**INPUT RECORDS**
☆ ☆ ☆
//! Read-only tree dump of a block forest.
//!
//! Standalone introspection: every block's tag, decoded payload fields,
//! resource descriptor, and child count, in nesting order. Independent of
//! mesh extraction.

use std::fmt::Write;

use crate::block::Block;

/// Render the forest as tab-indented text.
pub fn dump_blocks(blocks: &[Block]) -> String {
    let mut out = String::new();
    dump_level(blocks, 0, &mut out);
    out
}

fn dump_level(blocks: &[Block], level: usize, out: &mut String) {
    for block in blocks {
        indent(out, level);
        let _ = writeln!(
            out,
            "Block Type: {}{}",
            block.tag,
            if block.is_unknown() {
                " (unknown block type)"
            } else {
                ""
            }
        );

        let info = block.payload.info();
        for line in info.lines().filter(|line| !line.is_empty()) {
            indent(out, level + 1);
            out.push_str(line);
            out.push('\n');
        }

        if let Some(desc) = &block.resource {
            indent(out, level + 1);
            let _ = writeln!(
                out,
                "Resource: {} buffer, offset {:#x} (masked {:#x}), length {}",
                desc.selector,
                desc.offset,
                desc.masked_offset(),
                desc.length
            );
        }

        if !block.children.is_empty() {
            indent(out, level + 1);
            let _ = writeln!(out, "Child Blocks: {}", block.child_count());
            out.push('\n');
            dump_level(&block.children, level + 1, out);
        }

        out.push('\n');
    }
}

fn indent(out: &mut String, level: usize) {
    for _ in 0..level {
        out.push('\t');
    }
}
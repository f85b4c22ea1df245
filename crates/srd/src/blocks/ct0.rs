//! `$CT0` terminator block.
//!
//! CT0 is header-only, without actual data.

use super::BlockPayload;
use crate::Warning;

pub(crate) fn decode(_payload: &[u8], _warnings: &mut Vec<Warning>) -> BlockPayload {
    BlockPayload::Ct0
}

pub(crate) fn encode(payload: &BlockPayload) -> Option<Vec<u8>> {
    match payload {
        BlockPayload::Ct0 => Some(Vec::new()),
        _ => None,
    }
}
☆ ☆ ☆
**WHAT THIS TASK INVOLVES**
Identify each line in the records above containing the word "String"; copy those lines.

**YOUR SOLUTION**
pub fn dump_blocks(blocks: &[Block]) -> String {
    let mut out = String::new();
fn dump_level(blocks: &[Block], level: usize, out: &mut String) {
fn indent(out: &mut String, level: usize) {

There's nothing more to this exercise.